2. A labelled polypeptide as claimed in Claim 1, having general formula R1-A6-Cys-A2-(D)Trp-A3-A4-Cys-Thr-R4 (II) wherein R1, R2, A2, A3 and A4 have the meanings given in Claim 1, and A6 is Phe, MePhe, EtPhe, Tyr, Trp or Nal, the metal radionuclide being selected from the group consisting of Tc-99m, Re-186 and Re-188 which as a cation is bound covalently to the mercapto groups of the cysteine amino acid radicals.

3. A labelled polypeptide as claimed in Claim 1, having the general formula R1-S1'-A1'-A2-(D)Trp-A3-A4-A5'-Thr-S2'-R2 (III), wherein R1, A2, A3, A4 and R2 have the meanings given in Claim 1, A1' and A4' each independently are Phe, MePhe, EtPhe, Tyr, Trp or Nal, S1' is an amino acid sequence of 1 to 6 amino acids, preferably of 5 amino acids, selected from the group consisting of Ala, Cys, Asn, Phe, MePhe, EtPhe, Tyr, Trp, Nal, Gly, Lys, MeLys, (.epsilon.-Me)Lys, Thr, Val, Asn and Ser, with the proviso that S1' comprises a cys-teine amino acid radical, and S2' is an amino acid sequence of 1 to 3 amino acids, preferably of 2 amino acids, selected from the group mentioned sub S1', with the proviso that S2' comprises a cysteine amino acid radical, the metal-radionuclide being selected from the group consisting of Tc-99m, Re-186 and Re-188 which as a cation is bound covalently to the mercapto groups of the cysteine amino acid radicals.

4. A labelled polypeptide as claimed in Claim 3, having the general formula R1-Ala-Gly-Cys-Lys-Asn-Phe-Phe-(D)Trp-Lys-Thr-Phe-Thr--Ser-Cys-R2 (IV) the metal-radionuclide being selected from the group consisting of Tc-99m, Re-186 and Re-188 which as a cation is bound to the mercapto groups of the cysteine amino acid radicals.

5. A method of preparing a metal-radionuclide-labelled polypeptide as claimed in any of the preceding Claims, characterised in that a polypeptide of the general formula I, wherein the symbols have the meanings given in Claim 1, is prepared by reducing the corresponding cyclised polypeptide, in which the cysteine amino acid radicals have been oxidized together to a cystine group, with a suitable reducing agent, and the resulting polypeptide is reacted under reducing conditions with Tc-99m in the form of a pertechnetate solution or with Re-186 or Re-188 in the form of a perrhenate solution.

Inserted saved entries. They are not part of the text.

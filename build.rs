fn main() {
    println!("cargo:rerun-if-changed=build.rs");

    // ESP-IDF toolchain environment is only needed for on-target builds.
    #[cfg(feature = "espidf")]
    embuild::espidf::sysenv::output();
}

6. A method as claimed in Claim 5, characterised in that metallic zinc or zinc ions is/are used as a reducing agent for the cyclised polypeptide.

7. A pharmaceutical composition which, in addition to a pharmaceutically acceptable liquid carrier material and optionally one or more equally pharmaceutically acceptable adjuvants, comprises a metal-radionuclide-labelled polypep-tide as claimed in any of the Claims 1 to 4 as the active substance.

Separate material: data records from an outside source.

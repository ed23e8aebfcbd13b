//! Task watchdog, fed only while the command path makes progress.
//!
//! The decoder and dispatcher block on their queues, so an idle node looks
//! the same as a stuck one from the outside. [`StallDetector`] tells them
//! apart: a stage is stalled when work is waiting for it and its completion
//! counter has not moved for [`STALL_TICKS`] supervisor ticks. Once any
//! stage stalls the supervisor stops feeding, and the ESP-IDF TWDT resets
//! the node [`WATCHDOG_TIMEOUT_MS`] later. On the host the watchdog is a
//! no-op but stalls are still detected and logged.

#[cfg(target_os = "espidf")]
use esp_idf_svc::sys::*;

/// Time without a feed before the TWDT resets the node.
pub const WATCHDOG_TIMEOUT_MS: u32 = 10_000;

/// Consecutive ticks with a backlog and no progress that count as a stall.
pub const STALL_TICKS: u32 = 5;

/// One stage of the command path, sampled once per supervisor tick.
#[derive(Debug, Clone, Copy, PartialEq, Eq)]
pub struct Progress {
    pub stage: &'static str,
    /// Items waiting in the stage's input queue.
    pub backlog: usize,
    /// Monotonic count of items the stage has taken.
    pub done: u32,
}

#[derive(Debug, Clone, Copy, Default)]
struct StageTrack {
    last_done: u32,
    idle_ticks: u32,
}

/// Flags a stage that sits on a backlog without taking from it.
#[derive(Debug)]
pub struct StallDetector<const N: usize> {
    tracks: [StageTrack; N],
    limit: u32,
}

impl<const N: usize> StallDetector<N> {
    pub fn new(limit: u32) -> Self {
        Self {
            tracks: [StageTrack::default(); N],
            limit,
        }
    }

    /// Record one tick. Returns the first stage that has stalled, if any.
    pub fn observe(&mut self, stages: &[Progress; N]) -> Option<&'static str> {
        let mut stalled = None;
        for (track, p) in self.tracks.iter_mut().zip(stages) {
            if p.done != track.last_done || p.backlog == 0 {
                track.last_done = p.done;
                track.idle_ticks = 0;
                continue;
            }
            track.idle_ticks = track.idle_ticks.saturating_add(1);
            if track.idle_ticks >= self.limit && stalled.is_none() {
                stalled = Some(p.stage);
            }
        }
        stalled
    }
}

/// Handle on the ESP-IDF Task Watchdog Timer for the supervisor task.
pub struct Watchdog {
    #[cfg(target_os = "espidf")]
    subscribed: bool,
}

impl Default for Watchdog {
    fn default() -> Self {
        Self::new()
    }
}

impl Watchdog {
    /// Configure the TWDT and subscribe the calling task.
    pub fn new() -> Self {
        #[cfg(target_os = "espidf")]
        {
            let cfg = esp_task_wdt_config_t {
                timeout_ms: WATCHDOG_TIMEOUT_MS,
                idle_core_mask: 0,
                trigger_panic: true,
            };
            // SAFETY: plain FFI calls; a null handle means the current task.
            let (reconfigured, added) = unsafe {
                (
                    esp_task_wdt_reconfigure(&cfg),
                    esp_task_wdt_add(core::ptr::null_mut()),
                )
            };
            if reconfigured != ESP_OK {
                log::warn!("TWDT reconfigure returned {}", reconfigured);
            }
            let subscribed = added == ESP_OK;
            if subscribed {
                log::info!("supervisor on TWDT, {} ms", WATCHDOG_TIMEOUT_MS);
            } else {
                log::warn!("TWDT subscribe failed ({})", added);
            }
            Self { subscribed }
        }

        #[cfg(not(target_os = "espidf"))]
        {
            Self {}
        }
    }

    pub fn feed(&self) {
        #[cfg(target_os = "espidf")]
        {
            if self.subscribed {
                // SAFETY: the calling task subscribed itself in `new`.
                unsafe {
                    esp_task_wdt_reset();
                }
            }
        }
    }
}

/// The watchdog plus its stall check. Once a stage stalls it stays
/// tripped; only a reset clears it.
pub struct Supervisor<const N: usize> {
    watchdog: Watchdog,
    stalls: StallDetector<N>,
    tripped: Option<&'static str>,
}

impl<const N: usize> Supervisor<N> {
    pub fn new(watchdog: Watchdog) -> Self {
        Self {
            watchdog,
            stalls: StallDetector::new(STALL_TICKS),
            tripped: None,
        }
    }

    /// One supervisor tick. Feeds the watchdog unless a stage has stalled;
    /// returns whether it fed.
    pub fn tick(&mut self, stages: &[Progress; N]) -> bool {
        if self.tripped.is_none() {
            self.tripped = self.stalls.observe(stages);
            if let Some(stage) = self.tripped {
                log::error!("{} stalled with work queued, watchdog no longer fed", stage);
            }
        }
        if self.tripped.is_some() {
            return false;
        }
        self.watchdog.feed();
        true
    }

    pub fn tripped(&self) -> Option<&'static str> {
        self.tripped
    }
}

8. A method of detecting and localising tumour tissues in the body of a warmblooded living being, charac-terised in that a composition as claimed in Claim 7 optionally after dilution with a pharmaceutically acceptable liquid, is administered to the being in a quantity which is sufficient for external imaging and that the being is then subjected to a technique of external imaging to determine the radioactive-labelled sites in the body in relation to the background-activity.

9. A method of treating tumours in the body of a warmblooded living being, characterised in that a composi-tion as claimed in Claim 7, optionally after dilution with a pharmaceutically acceptable liquid, is administered to the being in a quantity effective for controlling tumours.

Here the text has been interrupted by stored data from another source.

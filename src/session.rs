// Copyright 2026 OPeNDAP, Inc.

//! The PPT session vocabulary.
//!
//! These tokens are exchanged as raw ASCII outside of any chunk framing.
//! The testing/OK pair makes up the handshake performed once per
//! connection. The data transmission tokens belong to the older
//! terminator based transport, and `PPT_EXIT_NOW` is the peer's request
//! to end the session.

use std::fmt;

pub const PPTCLIENT_TESTING_CONNECTION: &str = "PPTCLIENT_TESTING_CONNECTION";
pub const PPTSERVER_CONNECTION_OK: &str = "PPTSERVER_CONNECTION_OK";
pub const PPT_PROTOCOL_UNDEFINED: &str = "PPT_PROTOCOL_UNDEFINED";
pub const PPT_EXIT_NOW: &str = "PPT_EXIT_NOW";
pub const PPTCLIENT_COMPLETE_DATA_TRANSMITION: &str =
    "PPTCLIENT_COMPLETE_DATA_TRANSMITION";
pub const PPTSERVER_COMPLETE_DATA_TRANSMITION: &str =
    "PPTSERVER_COMPLETE_DATA_TRANSMITION";

/// Size of the buffer used to receive the handshake response.
pub const HANDSHAKE_BUFFER_SIZE: usize = 4096;

#[derive(Debug, Clone, Copy, PartialEq, Eq)]
pub enum SessionToken {
    ClientTestingConnection,
    ServerConnectionOk,
    ProtocolUndefined,
    ExitNow,
    ClientCompleteDataTransmition,
    ServerCompleteDataTransmition,
}

impl SessionToken {
    const ALL: [SessionToken; 6] = [
        SessionToken::ClientTestingConnection,
        SessionToken::ServerConnectionOk,
        SessionToken::ProtocolUndefined,
        SessionToken::ExitNow,
        SessionToken::ClientCompleteDataTransmition,
        SessionToken::ServerCompleteDataTransmition,
    ];

    pub fn as_str(self) -> &'static str {
        match self {
            SessionToken::ClientTestingConnection => PPTCLIENT_TESTING_CONNECTION,
            SessionToken::ServerConnectionOk => PPTSERVER_CONNECTION_OK,
            SessionToken::ProtocolUndefined => PPT_PROTOCOL_UNDEFINED,
            SessionToken::ExitNow => PPT_EXIT_NOW,
            SessionToken::ClientCompleteDataTransmition => {
                PPTCLIENT_COMPLETE_DATA_TRANSMITION
            }
            SessionToken::ServerCompleteDataTransmition => {
                PPTSERVER_COMPLETE_DATA_TRANSMITION
            }
        }
    }

    pub fn as_bytes(self) -> &'static [u8] {
        self.as_str().as_bytes()
    }

    /// Matches a received buffer against the token set. The whole buffer
    /// must equal the token.
    pub fn parse(buf: &[u8]) -> Option<SessionToken> {
        SessionToken::ALL
            .iter()
            .copied()
            .find(|t| t.as_bytes() == buf)
    }
}

impl fmt::Display for SessionToken {
    fn fmt(&self, f: &mut fmt::Formatter<'_>) -> fmt::Result {
        f.write_str(self.as_str())
    }
}

/// Outcome of checking a handshake response.
#[derive(Debug, PartialEq, Eq)]
pub(crate) enum HandshakeReply {
    Ok,
    /// The OK token followed by this many bytes of padding.
    OkWithPadding(usize),
    Undefined,
    Invalid(String),
}

/// NUL bytes and ASCII whitespace, as some servers pad fixed size replies.
fn is_padding(rest: &[u8]) -> bool {
    rest.iter().all(|&b| b == 0 || b.is_ascii_whitespace())
}

pub(crate) fn check_handshake_reply(buf: &[u8]) -> HandshakeReply {
    let ok = PPTSERVER_CONNECTION_OK.as_bytes();
    match SessionToken::parse(buf) {
        Some(SessionToken::ServerConnectionOk) => HandshakeReply::Ok,
        Some(SessionToken::ProtocolUndefined) => HandshakeReply::Undefined,
        _ if buf.starts_with(ok) && is_padding(&buf[ok.len()..]) => {
            HandshakeReply::OkWithPadding(buf.len() - ok.len())
        }
        _ => HandshakeReply::Invalid(String::from_utf8_lossy(buf).into_owned()),
    }
}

10. A kit for the preparation of a radiopharmaceutical composition comprising (1) in an optionally the dry condition a cyclised polypeptide of the general formula I, wherein the symbols have the meanings given in Claim 1 but the cysteine-amino acid radicals together are oxidised to a cystine group, (2) a reducing agent and (3) directives for reacting the ingredients mentioned sub (1) and (2) and the resulting reaction product with Tc-99m in the form of a pertechnetate solution or with Re-186 or Re-188 in the form of a perrhenate solution.